The significance of telecommunications licensing was underscored recently as mobile telecommunications operators moved to block the issuance of licences covering multiple technologies. The Cellular Operators Association of India (COAI), a lobby group representing GSM operators, has challenged a decision by the Telecom Dispute Settlement and Appellate Tribunal to allow “dual technology” whereby telecommunications companies would be permitted to offer both GSM and CDMA services under a single licence. COAI claims that the move is illegal. What’s more, the association believes the decision reflects favouritism towards certain operators. The government, however, has made it clear to the tribunal that the decision to allow dual technology is a matter of policy taken in the larger public interest and that GSM operators have no right to challenge it.

Derivatives

India’s capital markets regulator, the Securities and Exchange Board of India (SEBI), has approved several new derivative products that will provide a wide range of risk-mitigation options and encourage overseas investors to enter the domestic market. The move follows SEBI’s recent decision to curb the use of participatory notes, or P-notes. It is hoped that the new products will provide attractive alternatives to P-notes and create more activity in the onshore market. The new derivatives relate to mini-contracts on equity indices, options with longer life, volatility index and futures and options (F&O) contracts, options on futures, bond indices and F&O contracts, foreign exchange F&Os and exchange-traded products.

Insurance

Proposed amendments to the Insurance Act, 1938, which are pending before parliament, will open the door to international reinsurers to set up operations in India. Once the amendments are approved, international reinsurers will have legal and regulatory clearance to transact business in the country subject to meeting a minimum capitalization requirement of Rs50 billion (about US$1.26 billion).

Aviation

A set of proposals by the Planning Commission of India to lift the embargo on foreign carriers investing in domestic airlines have been dealt a major blow by the Department of Industrial Policy & Promotion (DIPP). In a note recently submitted by the DIPP to the Cabinet Committee on Economic Affairs, the ban on investment by foreign airlines was strongly emphasized. The note was written in consultation with the Civil Aviation Ministry which also opposes investment by foreign airlines in the domestic aviation sector. While 49% foreign direct investment is permitted in domestic airlines, foreign airlines are prohibited from investing in the sector. Non-resident Indians are allowed to hold up to 100% equity in a domestic airline on the condition that there is no direct or indirect participation by a foreign airline.

Taxation

The recent decision by the state government of Uttar Pradesh to implement a value-added tax (VAT) has brought a nationwide goods and services tax (GST) closer to reality. Uttar Pradesh is the last state to adopt VAT, holding out until now on the grounds that it would cause inconvenience to traders and lead to a loss of revenue. The introduction of GST is intended to harmonize state tax regimes across the country.

Technology

The US is set to make it easier for selected companies in India and China to import sensitive technology. Under the “Validated End User” scheme, pre-screened companies with strong export compliance programmes and a track record of using US technology responsibly will be able to import certain US technologies without applying for individual licences. The move will reduce the administrative and regulatory burden associated with the import of sensitive technologies and is likely to boost US exports to India in the fields of electronics, avionics, aerospace, and life sciences.
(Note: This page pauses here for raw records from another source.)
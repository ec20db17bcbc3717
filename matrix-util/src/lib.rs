//! Matrix and table utilities shared across the workspace
//!
//! - delimited, optionally gzipped, text I/O
//! - labeled dense matrices and named sparse triplets
//! - parallel column-correlation dissimilarity

pub mod common_io;
pub mod correlation;
pub mod ndarray_io;
pub mod sparse_io;
pub mod utils;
The Indian government has decided to set up a National Biotechnology Regulatory Authority to provide a single-window mechanism for the bio-safety clearance of all genetically modified products and processes. The Department of Biotechnology has been entrusted with setting up the authority and funding it. The move follows a two-year consultation process between the government and various stakeholders. The necessary legislation is expected to be ready in three months.

On 13 November the government approved the National Biotechnology Development Strategy. In addition to enabling the full utilization of currently available opportunities in manufacturing and services, the strategy aims to lay a foundation for discovery and innovation in India. By effectively utilizing novel technology platforms, it is hoped that the new strategy will contribute to long-term benefits in agriculture, animal productivity, human health, environmental security and sustainable industrial growth.

The wrap is compiled by Luthra & Luthra Law Offices, which can be reached at luthra@luthra.com. The wrap is designed to provide general information on key legal developments. Readers should not act on the basis of this information without seeking professional advice.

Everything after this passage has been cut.